Assigned task: Lines holding the string "unknown" are the ones to copy; find them all in the data.

*** Opening Material for the task ***

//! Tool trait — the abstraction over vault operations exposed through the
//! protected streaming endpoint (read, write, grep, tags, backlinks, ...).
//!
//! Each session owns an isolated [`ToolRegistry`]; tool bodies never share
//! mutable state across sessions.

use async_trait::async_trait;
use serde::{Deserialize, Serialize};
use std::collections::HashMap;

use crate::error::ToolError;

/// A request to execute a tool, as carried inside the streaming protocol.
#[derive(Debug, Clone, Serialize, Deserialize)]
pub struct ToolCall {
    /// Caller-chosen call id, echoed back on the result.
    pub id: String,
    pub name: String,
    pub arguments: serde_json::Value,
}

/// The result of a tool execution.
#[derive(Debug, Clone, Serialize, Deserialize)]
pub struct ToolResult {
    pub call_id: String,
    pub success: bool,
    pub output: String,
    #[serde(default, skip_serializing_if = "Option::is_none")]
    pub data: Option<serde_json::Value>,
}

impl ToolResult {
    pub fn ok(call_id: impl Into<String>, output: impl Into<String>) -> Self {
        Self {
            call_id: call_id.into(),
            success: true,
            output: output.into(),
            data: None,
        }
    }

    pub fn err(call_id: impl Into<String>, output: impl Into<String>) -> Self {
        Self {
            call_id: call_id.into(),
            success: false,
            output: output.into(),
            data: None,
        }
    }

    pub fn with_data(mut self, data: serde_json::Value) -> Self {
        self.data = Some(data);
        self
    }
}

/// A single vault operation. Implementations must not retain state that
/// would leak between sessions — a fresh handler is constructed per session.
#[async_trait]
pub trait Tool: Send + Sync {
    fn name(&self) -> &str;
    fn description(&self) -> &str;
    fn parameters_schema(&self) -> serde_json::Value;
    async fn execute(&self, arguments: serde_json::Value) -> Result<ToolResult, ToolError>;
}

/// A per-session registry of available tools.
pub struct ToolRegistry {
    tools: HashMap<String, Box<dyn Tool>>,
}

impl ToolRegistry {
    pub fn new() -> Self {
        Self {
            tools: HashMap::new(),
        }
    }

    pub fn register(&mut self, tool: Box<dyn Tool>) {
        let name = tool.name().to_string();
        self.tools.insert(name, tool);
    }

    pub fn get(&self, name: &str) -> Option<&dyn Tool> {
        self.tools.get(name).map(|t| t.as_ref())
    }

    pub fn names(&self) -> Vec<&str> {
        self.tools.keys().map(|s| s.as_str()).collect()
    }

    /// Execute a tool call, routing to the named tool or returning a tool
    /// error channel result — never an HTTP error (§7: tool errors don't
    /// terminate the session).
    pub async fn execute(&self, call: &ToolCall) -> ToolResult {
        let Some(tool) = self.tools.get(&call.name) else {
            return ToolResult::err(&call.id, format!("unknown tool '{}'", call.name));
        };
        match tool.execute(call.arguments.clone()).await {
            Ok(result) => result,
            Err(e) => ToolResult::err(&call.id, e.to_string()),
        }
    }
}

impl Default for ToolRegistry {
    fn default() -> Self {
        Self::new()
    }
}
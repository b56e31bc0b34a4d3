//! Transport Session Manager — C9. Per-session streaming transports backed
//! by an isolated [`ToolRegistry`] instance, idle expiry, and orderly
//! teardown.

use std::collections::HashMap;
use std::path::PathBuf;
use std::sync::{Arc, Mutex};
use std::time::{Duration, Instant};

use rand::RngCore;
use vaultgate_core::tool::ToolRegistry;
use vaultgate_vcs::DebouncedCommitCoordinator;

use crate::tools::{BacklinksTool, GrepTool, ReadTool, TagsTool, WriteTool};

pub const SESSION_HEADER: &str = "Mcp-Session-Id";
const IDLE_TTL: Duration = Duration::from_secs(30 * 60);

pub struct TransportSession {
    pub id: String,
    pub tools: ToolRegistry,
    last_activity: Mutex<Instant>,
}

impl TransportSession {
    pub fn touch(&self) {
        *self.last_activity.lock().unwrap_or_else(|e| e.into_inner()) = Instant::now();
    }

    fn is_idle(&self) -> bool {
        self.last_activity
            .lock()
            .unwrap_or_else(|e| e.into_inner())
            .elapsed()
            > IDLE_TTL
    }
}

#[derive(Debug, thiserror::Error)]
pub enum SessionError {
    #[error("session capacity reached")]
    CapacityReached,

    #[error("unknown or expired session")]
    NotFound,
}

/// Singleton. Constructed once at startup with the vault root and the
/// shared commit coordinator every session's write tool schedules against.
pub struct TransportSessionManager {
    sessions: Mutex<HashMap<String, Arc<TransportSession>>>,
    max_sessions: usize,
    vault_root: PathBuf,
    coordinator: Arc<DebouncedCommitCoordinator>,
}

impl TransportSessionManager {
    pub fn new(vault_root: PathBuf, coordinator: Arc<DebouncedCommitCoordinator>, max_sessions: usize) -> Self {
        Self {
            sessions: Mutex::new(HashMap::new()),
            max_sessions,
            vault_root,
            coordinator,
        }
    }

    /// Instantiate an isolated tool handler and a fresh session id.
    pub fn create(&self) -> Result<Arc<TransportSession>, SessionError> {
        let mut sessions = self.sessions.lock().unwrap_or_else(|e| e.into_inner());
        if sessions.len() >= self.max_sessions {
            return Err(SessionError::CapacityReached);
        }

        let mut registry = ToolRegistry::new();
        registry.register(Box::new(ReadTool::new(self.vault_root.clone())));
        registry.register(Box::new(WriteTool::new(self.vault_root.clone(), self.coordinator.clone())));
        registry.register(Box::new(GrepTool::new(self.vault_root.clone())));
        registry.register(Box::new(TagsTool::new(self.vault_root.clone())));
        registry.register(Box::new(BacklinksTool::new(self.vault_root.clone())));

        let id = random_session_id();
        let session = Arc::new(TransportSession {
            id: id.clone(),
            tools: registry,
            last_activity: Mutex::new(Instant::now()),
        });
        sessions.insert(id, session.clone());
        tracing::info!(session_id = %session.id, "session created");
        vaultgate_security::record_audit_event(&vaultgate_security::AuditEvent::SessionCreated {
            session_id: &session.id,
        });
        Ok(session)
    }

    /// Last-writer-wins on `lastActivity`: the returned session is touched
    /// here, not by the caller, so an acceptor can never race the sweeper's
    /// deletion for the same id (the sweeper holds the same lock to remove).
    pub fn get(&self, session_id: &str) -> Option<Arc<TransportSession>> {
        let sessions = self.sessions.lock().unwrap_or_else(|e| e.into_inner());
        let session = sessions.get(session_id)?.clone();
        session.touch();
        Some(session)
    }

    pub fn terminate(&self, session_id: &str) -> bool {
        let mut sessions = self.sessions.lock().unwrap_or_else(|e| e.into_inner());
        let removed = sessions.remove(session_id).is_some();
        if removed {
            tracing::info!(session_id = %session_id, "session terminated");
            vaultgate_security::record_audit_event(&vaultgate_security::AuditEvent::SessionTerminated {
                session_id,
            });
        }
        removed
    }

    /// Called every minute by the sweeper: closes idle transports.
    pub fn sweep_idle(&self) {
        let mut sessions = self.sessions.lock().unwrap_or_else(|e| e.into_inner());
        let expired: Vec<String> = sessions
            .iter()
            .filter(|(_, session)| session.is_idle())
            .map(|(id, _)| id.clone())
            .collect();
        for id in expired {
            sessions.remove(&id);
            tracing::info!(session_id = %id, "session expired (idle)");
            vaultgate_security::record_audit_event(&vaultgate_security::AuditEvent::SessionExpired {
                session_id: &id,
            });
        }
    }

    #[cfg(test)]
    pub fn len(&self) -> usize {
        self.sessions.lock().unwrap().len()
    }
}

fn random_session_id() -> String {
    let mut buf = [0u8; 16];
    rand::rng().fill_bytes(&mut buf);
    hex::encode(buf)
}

*** Closing Material for the task ***

Answer area:
            return ToolResult::err(&call.id, format!("unknown tool '{}'", call.name));
    #[error("unknown or expired session")]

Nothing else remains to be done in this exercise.